Dans le cadre de cette réforme, le dossier d’une personne hospitalisée dans le cadre de ce que l’on appelle maintenant dans le nouveau texte pour des Soins Psychiatriques Contraints (quelque soit l’origine de la décision d’hospitalisation) doit impérativement faire l’objet, dans les 15 jours, du contrôle du Juge de la Liberté et de la Détention.

Si dans les 15 jours, une décision n’est pas rendue confirmant cette hospitalisation contrainte, la mainlevée est automatique, et l’Hôpital psychiatrique doit, quelque soit la situation médicale dans laquelle se trouve la personne, la laisser sortir.

Si l’hospitalisation contrainte perdure, le Juge de la Liberté et de la Détention doit renouveler l’hospitalisation contrainte tous les six mois.

Ces audiences sont tenues en Chambres du Conseil (c’est-à-dire à huit clos).

L’article R3211-5 du Code de la Santé Publique prévoit que la personne hospitalisée et, si elle en a un, son Curateur ou son Tuteur, sont convoqués à cette audience.

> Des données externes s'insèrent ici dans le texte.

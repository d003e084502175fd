use std::future::Future;

use serde::{Deserialize, Deserializer, Serialize};
use time::OffsetDateTime;

use crate::error::{InvalidDetection, StoreError};
use crate::models::validate_detection;

/// A persisted detection row. Only the store hands these out.
#[derive(Debug, Clone, Serialize)]
pub struct Detection {
    pub id: i64,
    pub img_name: String,
    pub name: String,
    pub confidence: f64,
    #[serde(rename = "xmin_coord")]
    pub xmin: f64,
    pub ymin: f64,
    #[serde(rename = "xmax_coord")]
    pub xmax: f64,
    pub ymax: f64,
    pub image_path: Option<String>,
    #[serde(with = "time::serde::rfc3339")]
    pub detection_time: OffsetDateTime,
    #[serde(skip)]
    pub(super) _guard: (),
}

/// Fields for a detection that has not been stored yet.
///
/// `detection_time` left unset is filled in by the database at insertion.
#[derive(Debug, Clone, PartialEq, Serialize, Deserialize)]
pub struct NewDetection {
    pub img_name: String,
    pub name: String,
    pub confidence: f64,
    #[serde(rename = "xmin_coord")]
    pub xmin: f64,
    pub ymin: f64,
    #[serde(rename = "xmax_coord")]
    pub xmax: f64,
    pub ymax: f64,
    #[serde(default)]
    pub image_path: Option<String>,
    #[serde(default, with = "time::serde::rfc3339::option")]
    pub detection_time: Option<OffsetDateTime>,
}

impl NewDetection {
    pub fn validate(&self) -> Result<(), InvalidDetection> {
        validate_detection(self.confidence, self.xmin, self.ymin, self.xmax, self.ymax)
    }
}

/// Tells a field sent as `null` apart from one left out.
fn present_or_null<'de, D, T>(deserializer: D) -> Result<Option<Option<T>>, D::Error>
where
    D: Deserializer<'de>,
    T: Deserialize<'de>,
{
    Option::<T>::deserialize(deserializer).map(Some)
}

/// Partial overwrite of a stored detection; `None` fields are left as they are.
#[derive(Debug, Clone, Default, Deserialize)]
pub struct DetectionUpdate {
    pub img_name: Option<String>,
    pub name: Option<String>,
    pub confidence: Option<f64>,
    #[serde(rename = "xmin_coord")]
    pub xmin: Option<f64>,
    pub ymin: Option<f64>,
    #[serde(rename = "xmax_coord")]
    pub xmax: Option<f64>,
    pub ymax: Option<f64>,
    /// `Some(None)` clears the path; an absent field leaves it alone.
    #[serde(default, deserialize_with = "present_or_null")]
    pub image_path: Option<Option<String>>,
    #[serde(default, with = "time::serde::rfc3339::option")]
    pub detection_time: Option<OffsetDateTime>,
}

impl DetectionUpdate {
    pub fn is_empty(&self) -> bool {
        self.img_name.is_none()
            && self.name.is_none()
            && self.confidence.is_none()
            && self.xmin.is_none()
            && self.ymin.is_none()
            && self.xmax.is_none()
            && self.ymax.is_none()
            && self.image_path.is_none()
            && self.detection_time.is_none()
    }

    /// Returns `detection` with every field present in the update overwritten.
    pub(super) fn apply_to(&self, mut detection: Detection) -> Detection {
        if let Some(img_name) = &self.img_name {
            detection.img_name = img_name.clone();
        }
        if let Some(name) = &self.name {
            detection.name = name.clone();
        }
        if let Some(confidence) = self.confidence {
            detection.confidence = confidence;
        }
        if let Some(xmin) = self.xmin {
            detection.xmin = xmin;
        }
        if let Some(ymin) = self.ymin {
            detection.ymin = ymin;
        }
        if let Some(xmax) = self.xmax {
            detection.xmax = xmax;
        }
        if let Some(ymax) = self.ymax {
            detection.ymax = ymax;
        }
        if let Some(image_path) = &self.image_path {
            detection.image_path = image_path.clone();
        }
        if let Some(detection_time) = self.detection_time {
            detection.detection_time = detection_time;
        }
        detection
    }
}

/// Create/read/update access to stored detections. Records are never deleted.
pub trait DetectionRepository {
    fn add_detection(
        &self,
        detection: &NewDetection,
    ) -> impl Future<Output = Result<Detection, StoreError>> + Send;
    fn get_detection_by_id(
        &self,
        id: i64,
    ) -> impl Future<Output = Result<Option<Detection>, StoreError>> + Send;
    /// Detections in insertion order, skipping `skip` rows and returning at most `limit`.
    fn get_detections(
        &self,
        skip: u32,
        limit: u32,
    ) -> impl Future<Output = Result<Vec<Detection>, StoreError>> + Send;
    /// `Ok(None)` when no detection has this id.
    fn update_detection(
        &self,
        id: i64,
        update: &DetectionUpdate,
    ) -> impl Future<Output = Result<Option<Detection>, StoreError>> + Send;
}

#[cfg(test)]
mod tests {
    use super::*;

    #[test]
    fn update_tells_null_image_path_from_absent() {
        let absent: DetectionUpdate = serde_json::from_str(r#"{"name": "cup"}"#).unwrap();
        assert_eq!(absent.image_path, None);

        let cleared: DetectionUpdate = serde_json::from_str(r#"{"image_path": null}"#).unwrap();
        assert_eq!(cleared.image_path, Some(None));
        assert!(!cleared.is_empty());

        let set: DetectionUpdate =
            serde_json::from_str(r#"{"image_path": "YOLO_output/a.jpg"}"#).unwrap();
        assert_eq!(set.image_path, Some(Some("YOLO_output/a.jpg".to_string())));
    }
}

Une Expertise psychiatrique peut être ordonnée dans un certain nombre de cas.

L’ensemble des pièces médicales sont transférées au Greffe du Tribunal où elles peuvent être consultées par l’Avocat qui peut être désigné pour la personne hospitalisée.

Cette demande d’Avocat peut être faite par son Tuteur et/ou Curateur.

Dans un première temps, le pouvoir d’action du Juge des Libertés et de la Détention était limité à ordonner une mainlevée ou pas.

Il se fonde essentiellement sur les éléments médicaux du dossier.

Les critères d’hospitalisation sont que la personne soit atteinte de troubles mentaux qui rendent impossible son consentement, et que cet état mental impose des soins immédiats assortis, soit d’une surveillance médicale constante justifiant d’une hospitalisation complète, soit d’une surveillance médicale régulière, justifiant une prise en charge dans le cadre d’un programme de soin.

Dans un certain nombre de cas d’admission, il faut aussi qu’il existe un péril imminent pour la santé de la personne.

L’ensemble de ces points doivent ressortir de différents certificats médicaux qui doivent être conformément d’ailleurs à une jurisprudence relativement ancienne, être particulièrement circonstanciées.

Le Tuteur et le Curateur ont un rôle important à jouer  pour permettre à la personne Majeur Protégé, objet de Soins Psychiatriques Contraints, dans le cadre d’une hospitalisation, d’exercer leur droit en bénéficiant d’une défense la plus complète possible.

Ceci est d’autant plus important que depuis le 1er janvier 2013, le Juge des Libertés et de la Détention près le Tribunal a aussi la possibilité de statuer, si cela lui est demandé, non seulement sur le bien fondé de l’hospitalisation, mais aussi, sur la régularité des actes administratifs qui ont amené à cette hospitalisation.

Jusque là, il fallait, pour remettre en cause ces actes, faire une procédure distincte devant le Tribunal Administratif et si on avait gain de cause, ressaisir le Tribunal de Grande Instance pour une demande indemnitaire contre l’Etat.

Cette multiplicité de juridictions et de recours constituait une entrave évidente à l’exercice des droits par le malade.

Il convient de rappeler en ce qui concerne l’indemnisation d’une hospitalisation qui s’est avérée infondée, que la Cour de Cassation dans une décision du 26 janvier 2011, a rappelé que l’octroi de dommages et intérêts résulte de la seule illégalité de l’hospitalisation et ne dépend pas du bien ou du mal fondé de la mesure.

Aujourd’hui, du fait de cette réforme fondamentale, un pan entier du Droit des Soins Psychiatriques Contraints, Droit qui concerne énormément les Majeurs Protégés, est en train de se construire, à partir d’une Jurisprudence qui jusque là, était strictement administrative.